Reviews

Elvis  (12A) |Close-Up Film Review

Dir. Baz Luhrmann, Australia/US, 2022, 160 mins

Cast: Austin Butler, Tom Hanks, Olivia DeJonge

Review by Carol Allen

This is a Baz Luhrmann film, so it is predictably glittering, flashy, fast moving from one image to another and very much big screen.

The core of the movie is the exploitative relationship between former fairground barker Colonel Tom Parker (Tom Hanks) and his protégé/money box Elvis Presley (Austin Butler).

For both characters the opening scenes are in many ways the most enlightening.  We first meet the elderly Colonel Tom (both name and rank were not really his) recovering from a heart attack in hospital and looking back on the story.  Both in this and in scenes of the corpulent, middle aged Parker in his early relationship with Elvis, Hanks is almost unrecognisable. 
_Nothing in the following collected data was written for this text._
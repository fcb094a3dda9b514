#![allow(missing_docs)]
#![allow(dead_code)]

use glstate::{
    ApiVersion, ArrayValue, BindingPoints, Report, Section, StateSnapshot, StateValue,
    SymbolCategory, TextureTarget,
};

/// A small but representative context: scalars, symbolic enums, arrays, a
/// bitfield and a section newer than `3.3`.
pub fn snapshot(major: u32, minor: u32) -> StateSnapshot {
    let v = ApiVersion::new;

    StateSnapshot::new(v(major, minor))
        .with_section(
            Section::untitled(v(1, 0))
                .with("GL_MAJOR_VERSION", StateValue::UInt(major))
                .with("GL_MINOR_VERSION", StateValue::UInt(minor))
                .with(
                    "GL_CONTEXT_FLAGS",
                    StateValue::bitfield(SymbolCategory::ContextFlag, 0b011, 3),
                ),
        )
        .with_section(
            Section::for_version(v(1, 0))
                .with("GL_BLEND", true)
                .with(
                    "GL_BLEND_SRC",
                    StateValue::enumerant(SymbolCategory::BlendFunc, 0x0302),
                )
                .with(
                    "GL_CULL_FACE_MODE",
                    StateValue::enumerant(SymbolCategory::CullFaceMode, 0x0405),
                )
                .with(
                    "GL_DEPTH_FUNC",
                    StateValue::enumerant(SymbolCategory::CompareFunc, 0x0201),
                )
                .with("GL_DEPTH_RANGE", ArrayValue::doubles([0.0, 1.0]))
                .with("GL_COLOR_CLEAR_VALUE", ArrayValue::floats([0.0, 0.0, 0.0, 1.0]))
                .with("GL_COLOR_WRITEMASK", ArrayValue::bools([true, true, true, false]))
                .with("GL_LINE_WIDTH", 1.5f32)
                .with(
                    "GL_LOGIC_OP_MODE",
                    StateValue::enumerant(SymbolCategory::LogicOp, 0x1503),
                )
                .with(
                    "GL_POLYGON_MODE",
                    ArrayValue::enums(SymbolCategory::PolygonMode, [0x1B02, 0x1B02]),
                )
                .with("GL_STENCIL_WRITEMASK", StateValue::Hex(0xFFFF_FFFF))
                .with("GL_VIEWPORT", ArrayValue::ints([0, 0, 1280, 720])),
        )
        .with_section(
            Section::for_version(v(1, 3))
                .with(
                    "GL_ACTIVE_TEXTURE",
                    StateValue::enumerant(SymbolCategory::TextureUnit, 0x84C0),
                )
                .with(
                    "GL_COMPRESSED_TEXTURE_FORMATS",
                    ArrayValue::enums(
                        SymbolCategory::CompressedTextureFormat,
                        [
                            0x83F0, 0x83F1, 0x83F2, 0x83F3, 0x8DBB, 0x8DBC, 0x8DBD, 0x8DBE, 0x9999,
                        ],
                    ),
                ),
        )
        .with_section(
            Section::for_version(v(3, 2))
                .with(
                    "GL_PROVOKING_VERTEX",
                    StateValue::enumerant(SymbolCategory::ProvokingVertex, 0x8E4E),
                )
                .with("GL_TIMESTAMP", 1_234_567_890_123_i64),
        )
        .with_section(
            Section::for_version(v(4, 5))
                .with(
                    "GL_CLIP_ORIGIN",
                    StateValue::enumerant(SymbolCategory::ClipOrigin, 0x8CA1),
                )
                .with(
                    "GL_CLIP_DEPTH_MODE",
                    StateValue::enumerant(SymbolCategory::ClipDepthMode, 0x935E),
                ),
        )
}

pub fn binding_points() -> BindingPoints {
    let mut points = BindingPoints::new();
    points.bind(TextureTarget::Texture2D, 0, 1);
    points.bind(TextureTarget::Texture2D, 1, 4);
    points.bind(TextureTarget::CubeMap, 3, 2);
    points
}

/// Report text with trailing whitespace stripped from every line.
///
/// Headline lines end in padding, which inline snapshots cannot keep.
pub fn lines(report: &Report) -> String {
    report
        .as_str()
        .expect("report is UTF-8")
        .lines()
        .map(str::trim_end)
        .collect::<Vec<_>>()
        .join("\n")
}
They are also some of his best scenes, as this man on the make spots his prey’s money making potential and stalks him like a fox after the chicken.  Another most enlightening sequence goes into young Elvis’s relationship with the black music culture of the Memphis neighbourhood where he was raised – the blues and the gospel.  And in the scene where Parker first sees Elvis performing on stage with the camera lingering almost lecherously up and down his gyrating legs clad in bright pink trousers, reflecting the effect he is having on the women in the audience, you can almost see the dollar signs in Parker’s eyes.

And so the story proceeds ever upwards, more money, more fame, ultimately more stress.  Butler, a new face to UK audiences, is a sweet and sexy Elvis.  He’s better looking than the real life “king”, though the false eyelashes he is lumbered with are a bit over the top.  But his performance is emotionally convincing and he reproduces the famous onstage movements of the singer to perfection.   

There’s also an appealing performance from Olivia DeJonge as Priscilla and some great numbers from some of the black artists we meet along the way, including an amazing impersonation of Little Richard by Alton Mason.

The film covers most if not all of Elvis’s greatest hits, some of them so briefly you might miss them.  There seems to be some pandering though to modern sensitivities in the handling of the story.   Was Elvis really such an overt supporter of black rights as the film implies?  

Also in the final scenes of Elvis’s long servitude in Las Vegas, when Parker had tied him into contracts there and refused to let him tour abroad, while faithful to the glittering costumes and Elvis’s famous act, there is not a trace of fat on the beautiful Mr Butler’s body – whereas the real Elvis, who we see briefly at the very end of the film, had become distinctly portly to put it kindly.   Apart from a touching scene towards the end between Elvis and his estranged wife with regard to their small daughter, details of the singer’s tragic end – the eating binges, resultant obesity and early death from a heart attack at the age of 42 are totally ignored.